YOUR TASK:
Below are the records. List every line holding the word "IngestionPipeline".

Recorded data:
—————

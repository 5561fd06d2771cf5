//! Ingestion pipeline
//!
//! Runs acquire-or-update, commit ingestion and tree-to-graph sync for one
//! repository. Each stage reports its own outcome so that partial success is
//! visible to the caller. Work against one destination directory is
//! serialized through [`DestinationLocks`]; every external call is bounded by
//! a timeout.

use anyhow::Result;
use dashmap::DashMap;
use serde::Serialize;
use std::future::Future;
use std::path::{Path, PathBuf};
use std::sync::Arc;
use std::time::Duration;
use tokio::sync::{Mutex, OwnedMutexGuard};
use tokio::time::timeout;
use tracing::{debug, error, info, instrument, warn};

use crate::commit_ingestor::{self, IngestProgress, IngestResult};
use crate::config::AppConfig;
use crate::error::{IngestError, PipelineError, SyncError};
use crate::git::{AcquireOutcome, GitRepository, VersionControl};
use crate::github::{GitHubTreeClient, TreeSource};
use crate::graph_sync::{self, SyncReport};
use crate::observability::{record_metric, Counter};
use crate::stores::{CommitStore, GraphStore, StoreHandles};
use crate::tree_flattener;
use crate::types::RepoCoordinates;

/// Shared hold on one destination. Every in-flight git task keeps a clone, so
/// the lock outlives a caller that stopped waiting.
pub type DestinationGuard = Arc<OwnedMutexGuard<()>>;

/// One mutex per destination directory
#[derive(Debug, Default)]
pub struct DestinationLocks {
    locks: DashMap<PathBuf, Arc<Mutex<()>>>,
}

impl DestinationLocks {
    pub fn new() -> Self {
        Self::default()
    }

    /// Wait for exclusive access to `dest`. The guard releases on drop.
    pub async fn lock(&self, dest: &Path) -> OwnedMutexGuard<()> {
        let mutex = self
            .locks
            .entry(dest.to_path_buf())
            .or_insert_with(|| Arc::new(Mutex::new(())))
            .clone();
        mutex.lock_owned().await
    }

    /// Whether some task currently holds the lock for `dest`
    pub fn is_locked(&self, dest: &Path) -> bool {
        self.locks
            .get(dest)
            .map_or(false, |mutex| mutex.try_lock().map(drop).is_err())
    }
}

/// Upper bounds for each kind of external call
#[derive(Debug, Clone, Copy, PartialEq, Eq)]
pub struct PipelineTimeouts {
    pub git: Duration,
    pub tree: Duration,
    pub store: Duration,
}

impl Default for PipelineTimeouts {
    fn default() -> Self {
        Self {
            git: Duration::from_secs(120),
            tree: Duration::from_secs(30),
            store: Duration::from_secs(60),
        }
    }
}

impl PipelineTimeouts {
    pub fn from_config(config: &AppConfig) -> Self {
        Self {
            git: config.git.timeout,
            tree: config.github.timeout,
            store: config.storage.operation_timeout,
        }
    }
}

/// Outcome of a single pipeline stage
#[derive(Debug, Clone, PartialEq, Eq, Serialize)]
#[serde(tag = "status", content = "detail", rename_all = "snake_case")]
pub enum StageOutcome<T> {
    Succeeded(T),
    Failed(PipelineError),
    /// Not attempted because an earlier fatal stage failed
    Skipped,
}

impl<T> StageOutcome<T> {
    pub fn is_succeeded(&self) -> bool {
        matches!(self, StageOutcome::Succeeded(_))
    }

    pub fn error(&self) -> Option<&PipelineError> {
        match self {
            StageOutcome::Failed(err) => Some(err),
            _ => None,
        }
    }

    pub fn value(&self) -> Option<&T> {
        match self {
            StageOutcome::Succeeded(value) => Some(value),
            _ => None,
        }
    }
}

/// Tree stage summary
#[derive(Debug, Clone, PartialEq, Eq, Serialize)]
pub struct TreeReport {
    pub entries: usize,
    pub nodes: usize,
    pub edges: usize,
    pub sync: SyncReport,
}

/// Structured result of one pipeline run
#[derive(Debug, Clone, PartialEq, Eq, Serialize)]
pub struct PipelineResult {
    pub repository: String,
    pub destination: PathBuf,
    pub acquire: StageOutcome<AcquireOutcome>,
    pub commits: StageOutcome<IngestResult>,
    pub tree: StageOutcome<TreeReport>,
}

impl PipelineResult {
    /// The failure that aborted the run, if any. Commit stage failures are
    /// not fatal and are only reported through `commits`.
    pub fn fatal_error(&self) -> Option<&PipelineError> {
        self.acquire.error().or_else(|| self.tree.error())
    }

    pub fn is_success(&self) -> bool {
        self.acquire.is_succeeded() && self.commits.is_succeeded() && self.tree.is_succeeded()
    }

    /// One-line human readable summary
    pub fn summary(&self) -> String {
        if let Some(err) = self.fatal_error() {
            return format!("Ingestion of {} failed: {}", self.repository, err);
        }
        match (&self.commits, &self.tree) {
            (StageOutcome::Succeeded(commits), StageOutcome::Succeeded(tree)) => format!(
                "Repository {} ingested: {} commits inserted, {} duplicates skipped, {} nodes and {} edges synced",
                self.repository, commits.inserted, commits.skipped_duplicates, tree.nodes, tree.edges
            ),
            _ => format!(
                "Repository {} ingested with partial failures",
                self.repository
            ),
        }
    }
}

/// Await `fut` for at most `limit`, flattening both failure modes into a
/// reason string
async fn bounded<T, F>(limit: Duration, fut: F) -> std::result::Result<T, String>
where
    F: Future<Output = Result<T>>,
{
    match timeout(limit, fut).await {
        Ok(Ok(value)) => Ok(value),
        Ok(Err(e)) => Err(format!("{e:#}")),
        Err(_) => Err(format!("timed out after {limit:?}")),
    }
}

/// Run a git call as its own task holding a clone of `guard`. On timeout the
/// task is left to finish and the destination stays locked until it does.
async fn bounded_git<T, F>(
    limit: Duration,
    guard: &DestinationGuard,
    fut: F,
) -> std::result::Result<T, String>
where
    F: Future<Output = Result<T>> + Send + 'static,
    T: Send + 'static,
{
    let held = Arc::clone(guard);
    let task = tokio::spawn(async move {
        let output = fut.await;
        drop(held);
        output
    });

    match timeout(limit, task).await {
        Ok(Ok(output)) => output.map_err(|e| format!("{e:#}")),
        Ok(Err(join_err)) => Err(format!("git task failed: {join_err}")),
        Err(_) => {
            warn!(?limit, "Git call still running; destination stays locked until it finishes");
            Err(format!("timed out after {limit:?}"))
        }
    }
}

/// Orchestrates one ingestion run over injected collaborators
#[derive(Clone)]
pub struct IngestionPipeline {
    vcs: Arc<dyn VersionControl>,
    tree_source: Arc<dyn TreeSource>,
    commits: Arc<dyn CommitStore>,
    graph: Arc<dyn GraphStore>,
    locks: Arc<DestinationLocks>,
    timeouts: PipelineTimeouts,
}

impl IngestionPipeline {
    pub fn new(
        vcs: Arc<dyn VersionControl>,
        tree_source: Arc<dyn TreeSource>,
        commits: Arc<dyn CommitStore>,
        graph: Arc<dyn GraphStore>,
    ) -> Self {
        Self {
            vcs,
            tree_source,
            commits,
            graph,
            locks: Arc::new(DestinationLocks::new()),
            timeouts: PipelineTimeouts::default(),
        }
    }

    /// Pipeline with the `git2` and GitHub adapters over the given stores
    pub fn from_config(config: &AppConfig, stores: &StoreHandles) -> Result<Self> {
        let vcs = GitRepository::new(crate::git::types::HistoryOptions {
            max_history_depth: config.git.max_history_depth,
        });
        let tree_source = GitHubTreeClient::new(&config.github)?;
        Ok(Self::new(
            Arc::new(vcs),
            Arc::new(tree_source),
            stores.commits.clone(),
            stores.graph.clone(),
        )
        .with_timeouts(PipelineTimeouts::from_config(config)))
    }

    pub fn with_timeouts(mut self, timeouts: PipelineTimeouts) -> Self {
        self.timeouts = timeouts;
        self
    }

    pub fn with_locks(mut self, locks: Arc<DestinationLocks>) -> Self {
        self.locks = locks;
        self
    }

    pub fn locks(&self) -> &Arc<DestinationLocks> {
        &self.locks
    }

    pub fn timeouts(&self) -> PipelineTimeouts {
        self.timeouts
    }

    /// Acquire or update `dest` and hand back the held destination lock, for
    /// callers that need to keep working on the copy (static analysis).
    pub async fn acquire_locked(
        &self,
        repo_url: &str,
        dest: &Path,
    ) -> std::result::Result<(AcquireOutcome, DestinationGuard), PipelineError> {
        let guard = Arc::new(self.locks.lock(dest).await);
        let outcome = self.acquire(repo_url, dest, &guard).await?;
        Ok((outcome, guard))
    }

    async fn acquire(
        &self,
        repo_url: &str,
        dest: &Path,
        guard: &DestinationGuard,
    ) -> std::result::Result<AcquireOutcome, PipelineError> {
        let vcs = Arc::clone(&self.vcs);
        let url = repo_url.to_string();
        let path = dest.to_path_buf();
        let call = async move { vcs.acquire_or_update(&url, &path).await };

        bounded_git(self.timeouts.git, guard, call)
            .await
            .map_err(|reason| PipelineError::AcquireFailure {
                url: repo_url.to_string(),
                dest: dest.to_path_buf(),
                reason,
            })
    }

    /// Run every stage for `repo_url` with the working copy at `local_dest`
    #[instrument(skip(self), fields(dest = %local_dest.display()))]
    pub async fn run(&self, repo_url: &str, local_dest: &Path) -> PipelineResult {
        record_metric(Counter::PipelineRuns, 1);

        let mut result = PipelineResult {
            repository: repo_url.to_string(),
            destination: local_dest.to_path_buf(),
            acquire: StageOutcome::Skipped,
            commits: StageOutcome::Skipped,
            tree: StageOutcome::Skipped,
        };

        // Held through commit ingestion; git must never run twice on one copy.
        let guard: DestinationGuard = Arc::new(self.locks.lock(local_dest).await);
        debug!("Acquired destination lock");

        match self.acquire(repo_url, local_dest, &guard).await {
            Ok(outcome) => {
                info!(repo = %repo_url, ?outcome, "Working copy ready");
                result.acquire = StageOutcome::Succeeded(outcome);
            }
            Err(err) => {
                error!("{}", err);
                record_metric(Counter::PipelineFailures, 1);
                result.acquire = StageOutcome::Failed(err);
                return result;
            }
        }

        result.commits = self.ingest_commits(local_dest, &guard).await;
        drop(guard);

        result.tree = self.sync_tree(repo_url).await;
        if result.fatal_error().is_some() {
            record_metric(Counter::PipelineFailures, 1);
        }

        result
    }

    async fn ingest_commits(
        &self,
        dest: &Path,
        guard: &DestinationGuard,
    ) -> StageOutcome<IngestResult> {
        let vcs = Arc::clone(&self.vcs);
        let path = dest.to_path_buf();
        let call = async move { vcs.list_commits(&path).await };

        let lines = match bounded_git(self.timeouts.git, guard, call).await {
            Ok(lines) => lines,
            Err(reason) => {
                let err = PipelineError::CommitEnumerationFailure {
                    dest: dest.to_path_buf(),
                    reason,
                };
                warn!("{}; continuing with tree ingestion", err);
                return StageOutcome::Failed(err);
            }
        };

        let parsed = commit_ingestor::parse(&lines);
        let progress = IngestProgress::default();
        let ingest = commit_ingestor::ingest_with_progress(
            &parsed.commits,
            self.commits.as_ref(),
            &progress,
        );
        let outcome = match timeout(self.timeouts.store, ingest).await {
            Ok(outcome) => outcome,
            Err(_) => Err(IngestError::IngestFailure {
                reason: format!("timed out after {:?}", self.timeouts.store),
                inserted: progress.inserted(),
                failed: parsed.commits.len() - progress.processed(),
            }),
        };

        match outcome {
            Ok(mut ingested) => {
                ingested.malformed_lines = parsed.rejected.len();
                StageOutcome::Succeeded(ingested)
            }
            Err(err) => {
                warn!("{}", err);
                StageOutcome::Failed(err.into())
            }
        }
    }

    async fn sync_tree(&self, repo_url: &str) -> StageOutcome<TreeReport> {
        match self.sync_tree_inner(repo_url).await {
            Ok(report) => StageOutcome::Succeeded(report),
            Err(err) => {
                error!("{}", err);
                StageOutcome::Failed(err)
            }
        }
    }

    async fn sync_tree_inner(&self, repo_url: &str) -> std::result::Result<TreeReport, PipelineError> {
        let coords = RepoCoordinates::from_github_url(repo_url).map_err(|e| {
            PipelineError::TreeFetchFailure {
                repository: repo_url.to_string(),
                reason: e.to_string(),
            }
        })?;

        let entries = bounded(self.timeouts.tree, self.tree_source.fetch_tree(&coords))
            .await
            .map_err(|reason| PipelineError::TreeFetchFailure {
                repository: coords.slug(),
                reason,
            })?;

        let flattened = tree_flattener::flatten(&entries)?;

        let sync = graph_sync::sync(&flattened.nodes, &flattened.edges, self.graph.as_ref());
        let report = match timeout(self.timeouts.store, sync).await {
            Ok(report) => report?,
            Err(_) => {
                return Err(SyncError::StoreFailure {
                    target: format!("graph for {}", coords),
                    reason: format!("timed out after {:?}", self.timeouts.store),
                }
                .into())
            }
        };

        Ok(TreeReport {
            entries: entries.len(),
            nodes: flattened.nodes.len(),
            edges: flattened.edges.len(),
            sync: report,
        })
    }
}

—————

TASK RESPONSE:
pub struct IngestionPipeline {
impl IngestionPipeline {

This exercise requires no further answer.